---------- RECORDS FOR THIS TASK

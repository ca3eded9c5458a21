//! Calculator trait and its two implementations.
//!
//! `Calculator` is the seam consumed by the request handler.
//! `MemoizedFastDoubling` routes every level through a shared `FibCache`.
//! `FastDoubling` runs the bare engine and keeps no state.

use std::sync::Arc;

use crate::cache::FibCache;
use crate::fastdoubling::{fast_doubling_with, FibPair};
use crate::memo::memoized_fast_doubling;
use crate::options::Options;

/// Error type for Fibonacci calculations.
#[derive(Debug, Clone, PartialEq, Eq, thiserror::Error)]
pub enum FibError {
    /// The index is negative.
    #[error("negative arguments not implemented: {0}")]
    InvalidInput(i64),

    /// Configuration error.
    #[error("configuration error: {0}")]
    Config(String),
}

/// Check that a signed index is usable by the engine.
///
/// # Errors
/// Returns [`FibError::InvalidInput`] for `n < 0`.
pub fn validate_index(n: i64) -> Result<u64, FibError> {
    u64::try_from(n).map_err(|_| FibError::InvalidInput(n))
}

/// Public trait for Fibonacci calculators.
pub trait Calculator: Send + Sync {
    /// Compute `(F(n), F(n+1))`.
    fn compute(&self, n: i64) -> Result<Arc<FibPair>, FibError>;

    /// Get the name of this calculator.
    fn name(&self) -> &str;
}

/// Fast Doubling backed by a shared memo table.
///
/// # Example
/// ```
/// use std::sync::Arc;
/// use fibserve_core::{Calculator, FibCache, MemoizedFastDoubling, Options};
///
/// let calc = MemoizedFastDoubling::new(Arc::new(FibCache::default()), Options::default());
/// assert_eq!(calc.compute(10).unwrap().value.to_string(), "55");
/// assert!(calc.compute(-1).is_err());
/// ```
pub struct MemoizedFastDoubling {
    cache: Arc<FibCache>,
    opts: Options,
}

impl MemoizedFastDoubling {
    /// Create a calculator sharing `cache` with every other holder of the `Arc`.
    #[must_use]
    pub fn new(cache: Arc<FibCache>, opts: Options) -> Self {
        Self { cache, opts }
    }

    /// Build a calculator with its own table sized from `opts`.
    pub fn from_options(opts: Options) -> Result<Self, FibError> {
        let cache = FibCache::new(opts.cache_capacity)?;
        Ok(Self::new(Arc::new(cache), opts))
    }

    /// The shared memo table.
    #[must_use]
    pub fn cache(&self) -> &Arc<FibCache> {
        &self.cache
    }
}

impl Calculator for MemoizedFastDoubling {
    fn compute(&self, n: i64) -> Result<Arc<FibPair>, FibError> {
        let n = validate_index(n)?;
        Ok(memoized_fast_doubling(&self.cache, n, &self.opts))
    }

    fn name(&self) -> &'static str {
        "MemoizedFastDoubling"
    }
}

/// Fast Doubling without memoization.
#[derive(Debug, Clone, Default)]
pub struct FastDoubling {
    opts: Options,
}

impl FastDoubling {
    #[must_use]
    pub fn new(opts: Options) -> Self {
        Self { opts }
    }
}

impl Calculator for FastDoubling {
    fn compute(&self, n: i64) -> Result<Arc<FibPair>, FibError> {
        let n = validate_index(n)?;
        Ok(Arc::new(fast_doubling_with(n, &self.opts)))
    }

    fn name(&self) -> &'static str {
        "FastDoubling"
    }
}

--------------------

EXERCISE REQUIREMENTS: Reproduce all data above, unchanged.

OUTPUT OF THE TASK:
repository ca3eded9c5458a21
//! Calculator trait and its two implementations.
//!
//! `Calculator` is the seam consumed by the request handler.
//! `MemoizedFastDoubling` routes every level through a shared `FibCache`.
//! `FastDoubling` runs the bare engine and keeps no state.

use std::sync::Arc;

use crate::cache::FibCache;
use crate::fastdoubling::{fast_doubling_with, FibPair};
use crate::memo::memoized_fast_doubling;
use crate::options::Options;

/// Error type for Fibonacci calculations.
#[derive(Debug, Clone, PartialEq, Eq, thiserror::Error)]
pub enum FibError {
    /// The index is negative.
    #[error("negative arguments not implemented: {0}")]
    InvalidInput(i64),

    /// Configuration error.
    #[error("configuration error: {0}")]
    Config(String),
}

/// Check that a signed index is usable by the engine.
///
/// # Errors
/// Returns [`FibError::InvalidInput`] for `n < 0`.
pub fn validate_index(n: i64) -> Result<u64, FibError> {
    u64::try_from(n).map_err(|_| FibError::InvalidInput(n))
}

/// Public trait for Fibonacci calculators.
pub trait Calculator: Send + Sync {
    /// Compute `(F(n), F(n+1))`.
    fn compute(&self, n: i64) -> Result<Arc<FibPair>, FibError>;

    /// Get the name of this calculator.
    fn name(&self) -> &str;
}

/// Fast Doubling backed by a shared memo table.
///
/// # Example
/// ```
/// use std::sync::Arc;
/// use fibserve_core::{Calculator, FibCache, MemoizedFastDoubling, Options};
///
/// let calc = MemoizedFastDoubling::new(Arc::new(FibCache::default()), Options::default());
/// assert_eq!(calc.compute(10).unwrap().value.to_string(), "55");
/// assert!(calc.compute(-1).is_err());
/// ```
pub struct MemoizedFastDoubling {
    cache: Arc<FibCache>,
    opts: Options,
}

impl MemoizedFastDoubling {
    /// Create a calculator sharing `cache` with every other holder of the `Arc`.
    #[must_use]
    pub fn new(cache: Arc<FibCache>, opts: Options) -> Self {
        Self { cache, opts }
    }

    /// Build a calculator with its own table sized from `opts`.
    pub fn from_options(opts: Options) -> Result<Self, FibError> {
        let cache = FibCache::new(opts.cache_capacity)?;
        Ok(Self::new(Arc::new(cache), opts))
    }

    /// The shared memo table.
    #[must_use]
    pub fn cache(&self) -> &Arc<FibCache> {
        &self.cache
    }
}

impl Calculator for MemoizedFastDoubling {
    fn compute(&self, n: i64) -> Result<Arc<FibPair>, FibError> {
        let n = validate_index(n)?;
        Ok(memoized_fast_doubling(&self.cache, n, &self.opts))
    }

    fn name(&self) -> &'static str {
        "MemoizedFastDoubling"
    }
}

/// Fast Doubling without memoization.
#[derive(Debug, Clone, Default)]
pub struct FastDoubling {
    opts: Options,
}

impl FastDoubling {
    #[must_use]
    pub fn new(opts: Options) -> Self {
        Self { opts }
    }
}

impl Calculator for FastDoubling {
    fn compute(&self, n: i64) -> Result<Arc<FibPair>, FibError> {
        let n = validate_index(n)?;
        Ok(Arc::new(fast_doubling_with(n, &self.opts)))
    }

    fn name(&self) -> &'static str {
        "FastDoubling"
    }
}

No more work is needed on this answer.